The work was supported by the Precision Interception and Prevention (PIP) program at MSK, a multidisciplinary research program focused on identifying people who have the highest risk for developing cancer and improving methods for screening, early detection, and risk assessment.
The authors embarked on a three-year study to understand the relationship between CH and cancer therapy. For this part of the research, more than 500 people were screened for CH when they first came to MSK and then at a later point during their treatment. One finding from the study was that people with pre-existing CH whose blood carried mutations related to DNA damage repair such as TP53, were more likely to have those mutations grow after receiving cancer therapies, when compared to people who did not receive treatment.
“This finding provides a direct link between mutation type, specific therapies, and how these cells progress towards becoming a blood cancer,” says Elli Papaemmanuil of MSK’s Center for Computational Oncology, one of the two senior authors of the study. “Our hope is that this research will help us to understand the implications of having CH, and to begin to develop models that predict who with CH is at higher risk for developing a blood cancer.”
For a subset of patients with CH who developed therapy-related blood cancers, the researchers showed that blood cells acquired further mutations with time and progressed to leukemia. “We are now routinely screening our patients for the presence of CH mutations,” adds computational biologist Ahmet Zehir, Director of Clinical Bioinformatics and the study’s co-senior author. “The ability to introduce real-time CH screening for our patient population has allowed us to establish a clinic dedicated to caring for cancer patients with CH. As we continue to study more patients in the clinic, we expect to learn more about how to use these findings to find ways to detect treatment-related blood cancers early when they may be more treatable.”
Applying Findings to Future Treatments
In the future, this research may help to guide therapy by indicating whether some chemotherapy drugs are more appropriate than others in people with CH. People who are at a high risk of developing a treatment-related leukemia also may benefit from a different treatment schedule. “We hope that this research will allow us to ultimately map which CH mutations a person has and use that information to tailor their primary care and also mitigate the long-term risk of developing blood cancer,” Dr. Papaemmanuil says.

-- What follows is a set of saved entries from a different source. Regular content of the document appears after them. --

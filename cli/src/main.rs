use std::path::PathBuf;
use std::sync::Arc;
use std::time::{Duration, Instant};

use anyhow::{anyhow, Context};
use clap::{Parser, Subcommand};
use kindred_core::{AppAction, AppState, ChatBackend, FfiApp, MemoryBackend, MessageDeliveryState};
use serde_json::json;

#[derive(Debug, Parser)]
#[command(name = "kindred")]
#[command(about = "Drive the messaging core against an in-memory backend")]
struct Cli {
    /// Data directory (config file and logs live here)
    #[arg(long, default_value = ".kindred-cli")]
    state_dir: PathBuf,

    /// Local participant id
    #[arg(long, env = "KINDRED_SELF_ID", default_value = "patient-1")]
    self_id: String,

    /// Peer participant id
    #[arg(long, default_value = "therapist-1")]
    peer: String,

    /// How long to wait for the core to settle, in milliseconds
    #[arg(long, default_value_t = 5000)]
    timeout_ms: u64,

    #[command(subcommand)]
    cmd: Command,
}

#[derive(Debug, Subcommand)]
enum Command {
    /// Open a conversation, send messages, and print the resulting view
    Simulate {
        /// Message body to send (repeatable)
        #[arg(long)]
        message: Vec<String>,

        /// Attach an appointment reference to every message
        #[arg(long)]
        appointment: Option<String>,

        /// Number of creates the backend should reject
        #[arg(long, default_value_t = 0)]
        fail_sends: u32,

        /// Disable realtime push so delivery relies on create responses and polling
        #[arg(long)]
        no_push: bool,

        /// Seed this many messages from the peer before opening
        #[arg(long, default_value_t = 0)]
        seed_history: usize,
    },

    /// Deliver incoming messages, then print unread counts before and after focusing
    Unread {
        /// Number of incoming messages
        #[arg(long, default_value_t = 3)]
        incoming: usize,
    },

    /// Print the canonical key for a participant pair
    Key { a: String, b: String },
}

fn main() -> anyhow::Result<()> {
    tracing_subscriber::fmt()
        .with_env_filter(
            tracing_subscriber::EnvFilter::try_from_default_env()
                .unwrap_or_else(|_| tracing_subscriber::EnvFilter::new("warn")),
        )
        .with_target(false)
        .without_time()
        .with_writer(std::io::stderr)
        .init();

    let cli = Cli::parse();
    std::fs::create_dir_all(&cli.state_dir)
        .with_context(|| format!("create state dir {}", cli.state_dir.display()))?;

    match &cli.cmd {
        Command::Simulate {
            message,
            appointment,
            fail_sends,
            no_push,
            seed_history,
        } => cmd_simulate(
            &cli,
            message,
            appointment.as_deref(),
            *fail_sends,
            *no_push,
            *seed_history,
        ),
        Command::Unread { incoming } => cmd_unread(&cli, *incoming),
        Command::Key { a, b } => {
            print(&json!({ "conversation_key": kindred_core::conversation_key(a, b) }));
            Ok(())
        }
    }
}

fn print(v: &serde_json::Value) {
    println!("{}", serde_json::to_string_pretty(v).unwrap_or_else(|_| v.to_string()));
}

fn start_app(cli: &Cli, backend: &MemoryBackend) -> Arc<FfiApp> {
    FfiApp::with_backend(
        cli.state_dir.to_string_lossy().to_string(),
        cli.self_id.clone(),
        Arc::new(backend.clone()) as Arc<dyn ChatBackend>,
    )
}

fn wait_for(
    app: &FfiApp,
    timeout: Duration,
    what: &str,
    mut f: impl FnMut(&AppState) -> bool,
) -> anyhow::Result<AppState> {
    let start = Instant::now();
    loop {
        let state = app.state();
        if f(&state) {
            return Ok(state);
        }
        if start.elapsed() >= timeout {
            return Err(anyhow!("timed out waiting for {what}"));
        }
        std::thread::sleep(Duration::from_millis(25));
    }
}

fn open(cli: &Cli, app: &FfiApp) -> anyhow::Result<()> {
    app.dispatch(AppAction::OpenConversation {
        peer_id: cli.peer.clone(),
    });
    app.dispatch(AppAction::ConversationFocused {
        peer_id: cli.peer.clone(),
    });
    wait_for(
        app,
        Duration::from_millis(cli.timeout_ms),
        "history",
        |s| {
            s.conversation
                .as_ref()
                .is_some_and(|c| c.peer_id == cli.peer && !c.loading_older)
        },
    )?;
    Ok(())
}

fn cmd_simulate(
    cli: &Cli,
    messages: &[String],
    appointment: Option<&str>,
    fail_sends: u32,
    no_push: bool,
    seed_history: usize,
) -> anyhow::Result<()> {
    let backend = MemoryBackend::new();
    backend.set_push_enabled(!no_push);
    let base = kindred_core::now_millis() - (seed_history as i64) * 60_000;
    for i in 0..seed_history {
        backend.insert_message(
            &cli.peer,
            &cli.self_id,
            &format!("history {}", i + 1),
            base + (i as i64) * 60_000,
        );
    }
    backend.fail_next_creates(fail_sends);

    let app = start_app(cli, &backend);
    open(cli, &app)?;

    for body in messages {
        app.dispatch(AppAction::SendMessage {
            body: body.clone(),
            appointment_ref: appointment.map(str::to_string),
        });
    }

    // Settled once no entry is still in flight or waiting out its grace delay.
    let timeout = Duration::from_millis(cli.timeout_ms);
    let state = wait_for(&app, timeout, "sends to settle", |s| {
        s.conversation.as_ref().is_some_and(|c| {
            c.messages().all(|m| {
                matches!(
                    m.delivery,
                    MessageDeliveryState::Delivered | MessageDeliveryState::Failed { .. }
                )
            })
        })
    })?;

    let view = state
        .conversation
        .ok_or_else(|| anyhow!("conversation closed unexpectedly"))?;
    let failed = view
        .messages()
        .filter(|m| matches!(m.delivery, MessageDeliveryState::Failed { .. }))
        .count();
    tracing::info!(failed, create_calls = backend.create_calls(), "simulation settled");
    print(&json!({
        "conversation": view,
        "create_calls": backend.create_calls(),
        "failed": failed,
    }));
    Ok(())
}

fn cmd_unread(cli: &Cli, incoming: usize) -> anyhow::Result<()> {
    let backend = MemoryBackend::new();
    let app = start_app(cli, &backend);
    let timeout = Duration::from_millis(cli.timeout_ms);
    wait_for(&app, timeout, "startup", |s| s.rev >= 1)?;

    for i in 0..incoming {
        let msg = backend.deliver_incoming(&cli.peer, &cli.self_id, &format!("incoming {}", i + 1));
        app.push_message(msg);
    }
    let before = wait_for(&app, timeout, "unread counts", |s| {
        s.unread.count_for(&cli.peer) as usize == incoming
    })?;

    open(cli, &app)?;
    let after = wait_for(&app, timeout, "read through", |s| {
        s.unread.count_for(&cli.peer) == 0
            && backend.unread_from(&cli.peer, &cli.self_id) == 0
    })?;

    print(&json!({
        "before": before.unread,
        "after": after.unread,
    }));
    Ok(())
}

“We explored this in collaboration with investigators from the National Cancer Institute, Dana-Farber Cancer Institute, Moffit Cancer Center, and MD Anderson, and showed that such risk-adapted treatment decisions could achieve significant reduction of leukemia risk, without affecting outcomes for the primary cancer,” Dr. Bolton adds.
The investigators also hope to use the data from this study to develop better methods for detecting CH-related blood cancers when they first begin to form—and potentially to develop new interventions that could prevent CH from ever progressing to cancer. “We’re excited about the idea of continuing to grow and expand the CH clinic as part of the integrated vision of PIP,” says physician-scientist Ross Levine, who leads MSK’s CH clinic and is a member of the Human Oncology and Pathogenesis Program.